If energy was free, approximately every country on earth would dramatically increase the amount of goods it produces. And that’s what’s happening right now: As solar power becomes cheaper and cheaper, more and more companies will have an incentive to produce more goods, simply because the costs for resources (energy) are dropping. That, in turn, stimulates consumerism.
I know a few people who drink the right wing coolaid and hate renewables, but they also think China is a great place and outsmarting western democracies at every turn. Cognitive dissonance is a hell of a drug.
Good thing solar and other renewables are still going strong some placed at least.
China is also building coal power at an unprecedented rate. https://www.carbonbrief.org/chinas-construction-of-new-coal-power-plants-reached-10-year-high-in-2024/
The article mentions that and explains it as gandalf_ did.
they build coal power capacity, i.e. power plants that can turn coal into electricity.

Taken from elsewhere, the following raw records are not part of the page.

use axum::{
    extract::{rejection::JsonRejection, State},
    Extension, Json,
};
use serde::Deserialize;

use crate::{
    error::{AppError, AppResult},
    middleware::request_id::RequestId,
    models::Recommendation,
    routes::AppState,
    services::recommendations::{self, DEFAULT_TOP_N},
};

/// A selected title, either a single display key or a multi-select list
///
/// Only the first element of a list is used.
#[derive(Debug, Deserialize)]
#[serde(untagged)]
pub enum Selection {
    One(String),
    Many(Vec<String>),
}

impl Selection {
    pub fn first(&self) -> Option<&str> {
        match self {
            Selection::One(value) => Some(value.as_str()),
            Selection::Many(values) => values.first().map(String::as_str),
        }
    }
}

#[derive(Debug, Deserialize)]
pub struct RecommendationRequest {
    pub selection: Selection,
    #[serde(default = "default_top_n")]
    pub top_n: usize,
}

fn default_top_n() -> usize {
    DEFAULT_TOP_N
}

/// Handler for recommendations endpoint
pub async fn recommend(
    State(state): State<AppState>,
    Extension(request_id): Extension<RequestId>,
    request: Result<Json<RecommendationRequest>, JsonRejection>,
) -> AppResult<Json<Vec<Recommendation>>> {
    let Json(request) = request?;
    let selector = request
        .selection
        .first()
        .ok_or_else(|| AppError::InvalidInput("Selection is empty".to_string()))?;

    tracing::info!(
        request_id = %request_id,
        selector = %selector,
        "Processing recommendation request"
    );

    let snapshot = state.snapshots.current().await;
    let results = recommendations::recommend(
        &snapshot.titles,
        &snapshot.store,
        selector,
        request.top_n,
    )?;

    Ok(Json(results))
}
use axum::{
    extract::{rejection::QueryRejection, Query, State},
    Json,
};
use serde::Deserialize;

use crate::{
    error::{AppError, AppResult},
    models::{ContentMetadata, FilterCategory},
    routes::AppState,
    services::discovery::{self, DEFAULT_TOP_N},
};

#[derive(Debug, Deserialize)]
pub struct DiscoverQuery {
    #[serde(rename = "type")]
    pub content_type: String,
    /// Active filter categories, comma separated (e.g. "Genre,Year")
    #[serde(default)]
    pub filters: Option<String>,
    pub genre: Option<String>,
    pub year: Option<i32>,
    pub top_n: Option<usize>,
}

impl DiscoverQuery {
    fn active_filters(&self) -> AppResult<Vec<FilterCategory>> {
        self.filters
            .as_deref()
            .unwrap_or_default()
            .split(',')
            .filter(|s| !s.trim().is_empty())
            .map(|s| s.parse().map_err(AppError::InvalidInput))
            .collect()
    }
}

/// Handler for attribute discovery endpoint
pub async fn discover(
    State(state): State<AppState>,
    query: Result<Query<DiscoverQuery>, QueryRejection>,
) -> AppResult<Json<Vec<ContentMetadata>>> {
    let Query(params) = query?;
    let active = params.active_filters()?;
    let snapshot = state.snapshots.current().await;

    let rows = discovery::filter_and_rank(
        &snapshot.content,
        &params.content_type,
        &active,
        params.year,
        params.genre.as_deref(),
        params.top_n.unwrap_or(DEFAULT_TOP_N),
    );

    Ok(Json(rows.into_iter().cloned().collect()))
}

the twist is, they’re not actually using that capacity. They produced just as much electricity from coal this year than last, even though the capacity for production increased. In other words, as they’re building more capacity, they’re utilizing it to smaller degrees, sothat the total production stays the same.
Could someone just invent tiny cold fusion reactors already so we can skip all this bullshit with the oil rich doing everything they can to hold back progress just so they can continue raking in billions only because they are lucky enough to own land that has a bunch of old dead shit under it.
i don’t know about tiny cold fusion reactors but we definitely already have a big hot fusion reactor in the sky and we’re already using it; in fact, this article talks about exactly that.
that’s Fallout
Noone ever believes me when I claim that days of the fossil fuels are numbered.
People have been saying this for generations. Yet here we are.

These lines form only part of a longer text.